There are a variety of predicates that can be used [here](http://data8.org/datascience/predicates.html?highlight=#datascience.predicates.are) is a list of all of them with examples.

In [24]:
ca_where = ca_table.with_columns(
    'Extra', ['?' for i in range(4)]
)
print('Base Table')
ca_where.show()


# shows rows in the table where there is a '?' in the 'Course Assistants' column
# where(column, value) is what is being used
print('\n', 'Table #1')
ca_where.where('Course Assistants', 'Ethan Chang').show()

# shows rows in the table where values in 'Course Assistants' are equal to 'Extra'
# where(column, predicate, column) is being used, are.equal_to is a predicate
print('\n', 'Table #2')
ca_where.where('Course Assistants', are.equal_to, 'Extra').show()

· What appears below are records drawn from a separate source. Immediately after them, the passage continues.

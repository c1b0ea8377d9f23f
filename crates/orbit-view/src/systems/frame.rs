//! Composes the demo scene into a [`DrawList`] for one frame.
//!
//! Paint order:
//! 1. surface background and clip
//! 2. world: face, eyes, smile, cursor marker, orbit field
//! 3. surface overlay: crosshair at the pointer

use glam::DVec2;

use crate::api::config::SceneConfig;
use crate::components::shape::{Color, Shape, Stroke, SweepDirection};
use crate::core::transform::ViewportTransform;
use crate::core::viewport::{SurfaceSize, Viewport};
use crate::renderer::draw_list::{CircleInstance, DrawList, Space};
use crate::systems::rng::UnitRandom;

/// Everything the host supplies for one frame.
#[derive(Debug, Clone, Copy, PartialEq)]
pub struct FrameInput {
    pub viewport: Viewport,
    pub surface: SurfaceSize,
    /// Pointer position in surface coordinates.
    pub cursor: DVec2,
    /// Milliseconds since the animation started.
    pub elapsed_ms: f64,
}

/// Builds frames, reusing its buffers between calls.
pub struct FrameBuilder {
    config: SceneConfig,
    list: DrawList,
    positions: Vec<DVec2>,
}

impl FrameBuilder {
    pub fn new(config: SceneConfig) -> Self {
        let count = config.orbit_count as usize;
        Self {
            config,
            list: DrawList::with_instance_capacity(count),
            positions: Vec::with_capacity(count),
        }
    }

    pub fn config(&self) -> &SceneConfig {
        &self.config
    }

    pub fn set_config(&mut self, config: SceneConfig) {
        self.config = config;
    }

    /// The most recently built frame.
    pub fn draw_list(&self) -> &DrawList {
        &self.list
    }

    /// Rebuild the display list for `input`.
    pub fn build(&mut self, input: &FrameInput, rng: &mut impl UnitRandom) -> &DrawList {
        let transform = ViewportTransform::new(input.viewport, input.surface);
        let cfg = &self.config;
        let pen = Some(Stroke::new(Color::BLACK, cfg.stroke_width));

        self.list.clear();
        self.list.set_world_matrix(transform.world_matrix());

        let size = DVec2::new(input.surface.width, input.surface.height);
        self.list.set_clip(DVec2::ZERO, size);
        self.list
            .push_shape(Space::Surface, Shape::rect(DVec2::ZERO, size), Some(Color::WHITE), pen);

        push_face(&mut self.list, cfg.face_radius, pen);

        let cursor_world = transform.surface_to_world(input.cursor);
        self.list.push_shape(
            Space::World,
            Shape::circle(cursor_world, cfg.marker_radius),
            Some(Color::GRAY),
            pen,
        );

        cfg.orbit
            .sample_into(cfg.orbit_count, input.elapsed_ms, rng, &mut self.positions);
        let radius = cfg.marker_radius;
        let margin = radius * input.viewport.scale.abs();
        let cull = cfg.cull_offscreen;
        self.list.push_circles(
            Space::World,
            Some(Color::GRAY),
            pen,
            self.positions
                .iter()
                .filter(|p| !cull || transform.is_world_point_visible(**p, margin))
                .map(|p| CircleInstance::new(*p, radius)),
        );

        let arm = cfg.crosshair_half_length;
        let c = input.cursor;
        self.list.push_shape(
            Space::Surface,
            Shape::line(c + DVec2::new(-arm, 0.0), c + DVec2::new(arm, 0.0)),
            None,
            pen,
        );
        self.list.push_shape(
            Space::Surface,
            Shape::line(c + DVec2::new(0.0, -arm), c + DVec2::new(0.0, arm)),
            None,
            pen,
        );

        log::trace!(
            "frame at {:.1}ms: {} shapes, {} orbit instances",
            input.elapsed_ms,
            self.list.shape_count(),
            self.list.instance_count()
        );

        &self.list
    }
}

/// Face outline, two eyes and the smile, proportioned to `radius`.
fn push_face(list: &mut DrawList, radius: f64, pen: Option<Stroke>) {
    list.push_shape(
        Space::World,
        Shape::circle(DVec2::ZERO, radius),
        Some(Color::WHITE),
        pen,
    );

    let eye_x = radius / 2.0;
    let eye_low = -radius / 10.0;
    let eye_high = radius * 3.0 / 10.0;
    for x in [-eye_x, eye_x] {
        list.push_shape(
            Space::World,
            Shape::line(DVec2::new(x, eye_low), DVec2::new(x, eye_high)),
            None,
            pen,
        );
    }

    let mouth_y = -radius / 5.0;
    list.push_shape(
        Space::World,
        Shape::Arc {
            from: DVec2::new(-eye_x, mouth_y),
            to: DVec2::new(eye_x, mouth_y),
            radius: radius / 5.0,
            large_arc: false,
            sweep: SweepDirection::Clockwise,
        },
        None,
        pen,
    );
}
//! Seedable pseudo-random number generator (xorshift64).
//! Deterministic, fast, no-std compatible.

/// Source of uniform samples in `[0, 1)`.
///
/// The orbit sampler draws from one of these; hosts that already own a
/// generator can implement it directly.
pub trait UnitRandom {
    fn next_unit(&mut self) -> f64;
}

/// Seedable pseudo-random number generator (xorshift64).
#[derive(Debug, Clone)]
pub struct Rng {
    state: u64,
}

impl Rng {
    pub fn new(seed: u64) -> Self {
        Rng {
            state: if seed == 0 { 1 } else { seed },
        }
    }

    fn next_u64(&mut self) -> u64 {
        let mut x = self.state;
        x ^= x << 13;
        x ^= x >> 7;
        x ^= x << 17;
        self.state = x;
        x
    }

    /// Uniform float in [0, 1) built from the top 53 bits.
    pub fn next_f64(&mut self) -> f64 {
        (self.next_u64() >> 11) as f64 * (1.0 / (1u64 << 53) as f64)
    }
}

impl UnitRandom for Rng {
    fn next_unit(&mut self) -> f64 {
        self.next_f64()
    }
}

# shows rows in the table where values in 'Extra' are equal to '?' (which is all values)
# where(column, predicate) is being used here
# this is similar to the first example with 'Ethan Chang', but this one uses are.equal_to()
print('\n', 'Table #3')
ca_where.where('Extra', are.equal_to('?')).show()

Base Table


Label,Course Assistants,Major,Extra
Row 1,Ethan Chang,Data Science,?
Row 2,?,,?
Row 3,?,,?
Row 4,?,,?



 Table #1


Label,Course Assistants,Major,Extra
Row 1,Ethan Chang,Data Science,?



 Table #2


Label,Course Assistants,Major,Extra
Row 2,?,,?
Row 3,?,,?
Row 4,?,,?



 Table #3


Label,Course Assistants,Major,Extra
Row 1,Ethan Chang,Data Science,?
Row 2,?,,?
Row 3,?,,?
Row 4,?,,?


---
## **GitHub** <a id='github'></a>

GitHub is a website where people can store the code they wrote for specific projects. It also allows developers to collaborate together and identify bugs/issues. This guide is on GitHub, and if there is an problem with the guide or suggestion you have, you can create a new issue on GitHub to let the contributors know. 

If you are considering going into a field with software development intertwined into it in any form, it would be essential to learn how to use Git and GitHub, or one of their alternatives.